So my situation is this. I've recently been involved w/ my gf for about 2 months now. Things were going fine but the thing is she is very stubborn and is a brat and knows when she is and still doesn't care. Now this is a bad thing b/c it causes her to be the biggest brat in the world, usually this didn't matter really to me until lately we hit this huge fight which shouldn't have gotten to where we are now.

Basically, we fought b/c I was bringing up jokingly/seriously when I'd pay for things. Now I know this is a bad thing and didn't realize i was doing it so much until she told me and the last time it happened she j/ called me out on it and was all serious about it. But then it came down to why I keep doing it and in the heat of the moment i said b/c I feel like she expects me to pay for her all the time like it's my obligation when I didn't mean to say that and definitely stuck my foot in my mouth.

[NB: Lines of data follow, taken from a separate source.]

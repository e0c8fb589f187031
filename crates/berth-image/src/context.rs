//! Build context archiving.
//!
//! The engine receives the context directory as a single uncompressed tar
//! stream with paths relative to the directory root.

use std::path::Path;

use berth_common::constants::DOCKERFILE_NAME;
use berth_common::error::BuildFailure;

/// Archives `dir` into an in-memory tar.
///
/// # Errors
///
/// Returns `BuildFailure::Context` if the directory cannot be read, or
/// `BuildFailure::MissingDockerfile` if it has no `Dockerfile` at its root.
pub fn archive_context(dir: &Path) -> Result<Vec<u8>, BuildFailure> {
    let context_err = |source| BuildFailure::Context {
        path: dir.to_path_buf(),
        source,
    };

    let metadata = std::fs::metadata(dir).map_err(context_err)?;
    if !metadata.is_dir() {
        return Err(context_err(std::io::Error::new(
            std::io::ErrorKind::NotADirectory,
            "build context is not a directory",
        )));
    }
    if !dir.join(DOCKERFILE_NAME).is_file() {
        return Err(BuildFailure::MissingDockerfile {
            path: dir.to_path_buf(),
        });
    }

    let mut builder = tar::Builder::new(Vec::new());
    builder.follow_symlinks(false);
    builder.append_dir_all(".", dir).map_err(context_err)?;
    let archive = builder.into_inner().map_err(context_err)?;

    tracing::debug!(context = %dir.display(), bytes = archive.len(), "build context archived");
    Ok(archive)
}

#[cfg(test)]
mod tests {
    use std::collections::BTreeSet;

    use super::*;

    fn entries(archive: &[u8]) -> BTreeSet<String> {
        let mut reader = tar::Archive::new(archive);
        reader
            .entries()
            .expect("entries")
            .map(|e| {
                e.expect("entry")
                    .path()
                    .expect("path")
                    .to_string_lossy()
                    .trim_start_matches("./")
                    .trim_end_matches('/')
                    .to_string()
            })
            .filter(|p| !p.is_empty() && p != ".")
            .collect()
    }

    #[test]
    fn archives_tree_relative_to_root() {
        let dir = tempfile::tempdir().expect("failed to create tempdir");
        std::fs::write(dir.path().join("Dockerfile"), "FROM scratch\n").expect("write");
        std::fs::create_dir(dir.path().join("app")).expect("mkdir");
        std::fs::write(dir.path().join("app/main.sh"), "echo hi\n").expect("write");

        let archive = archive_context(dir.path()).expect("archive failed");
        let names = entries(&archive);
        assert!(names.contains("Dockerfile"));
        assert!(names.contains("app"));
        assert!(names.contains("app/main.sh"));
    }

    #[test]
    fn archive_is_uncompressed_tar() {
        let dir = tempfile::tempdir().expect("failed to create tempdir");
        std::fs::write(dir.path().join("Dockerfile"), "FROM scratch\n").expect("write");

        let archive = archive_context(dir.path()).expect("archive failed");
        assert_ne!(&archive[..2], &[0x1f, 0x8b]);
        assert_eq!(archive.len() % 512, 0);
    }

    #[test]
    fn missing_dockerfile_is_rejected() {
        let dir = tempfile::tempdir().expect("failed to create tempdir");
        std::fs::write(dir.path().join("README"), "no build here").expect("write");

        let err = archive_context(dir.path()).unwrap_err();
        assert!(matches!(err, BuildFailure::MissingDockerfile { .. }));
    }

    #[test]
    fn nonexistent_directory_is_context_error() {
        let dir = tempfile::tempdir().expect("failed to create tempdir");
        let err = archive_context(&dir.path().join("absent")).unwrap_err();
        assert!(matches!(err, BuildFailure::Context { .. }));
    }
}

Now in her eyes I could be the perfect bf but after this her image has changed about me a little bit and she immediately reacted by saying that she never wants me to buy/spend money on her ever again and was sticking by it. Now when I say she's stubborn, I mean she's the most stubborn person you will every come across by. So I hated the idea that she said that she doesn't want me to every spend money on her or anything because I like paying for our food or taking her out and now she's denying me of that. I told her that this will affect our relationship and she knows yet she says I don't understand how she felt when i said what i did.

So lately she wont' accept anything from me and wont' even let me buy her food or anything when we go out to eat which is pissing me off b/c I want to but she's j/ being stubborn when I know she wants food or something. I think our pride is getting in the way and it will bring us down until this relationship is over but the thing is she's being an ass about it and bringing it up in ways that talks me down and she willingly does it knowing that I will get mad at her j/ so I can get a taste of how she felt when I said the whole obligation paying thing.

Now we've talked about it for hours and hours and I explained exactly how I feel and how I didn't mean to say that and like to pay for her and stuff and how this is keeping otu relationship from growing but she said as much as she j/ wants to let the fight go, she can't. I've thought and thought of what we can do to make it better but I can't think of anything.

Does anyone have any suggestions? I don't want this relationship to end based on this petty argument but I can't come to any compromises b/c she is so stubborn while I'm ready to move on w/ it and fix my whole paying for things mindset.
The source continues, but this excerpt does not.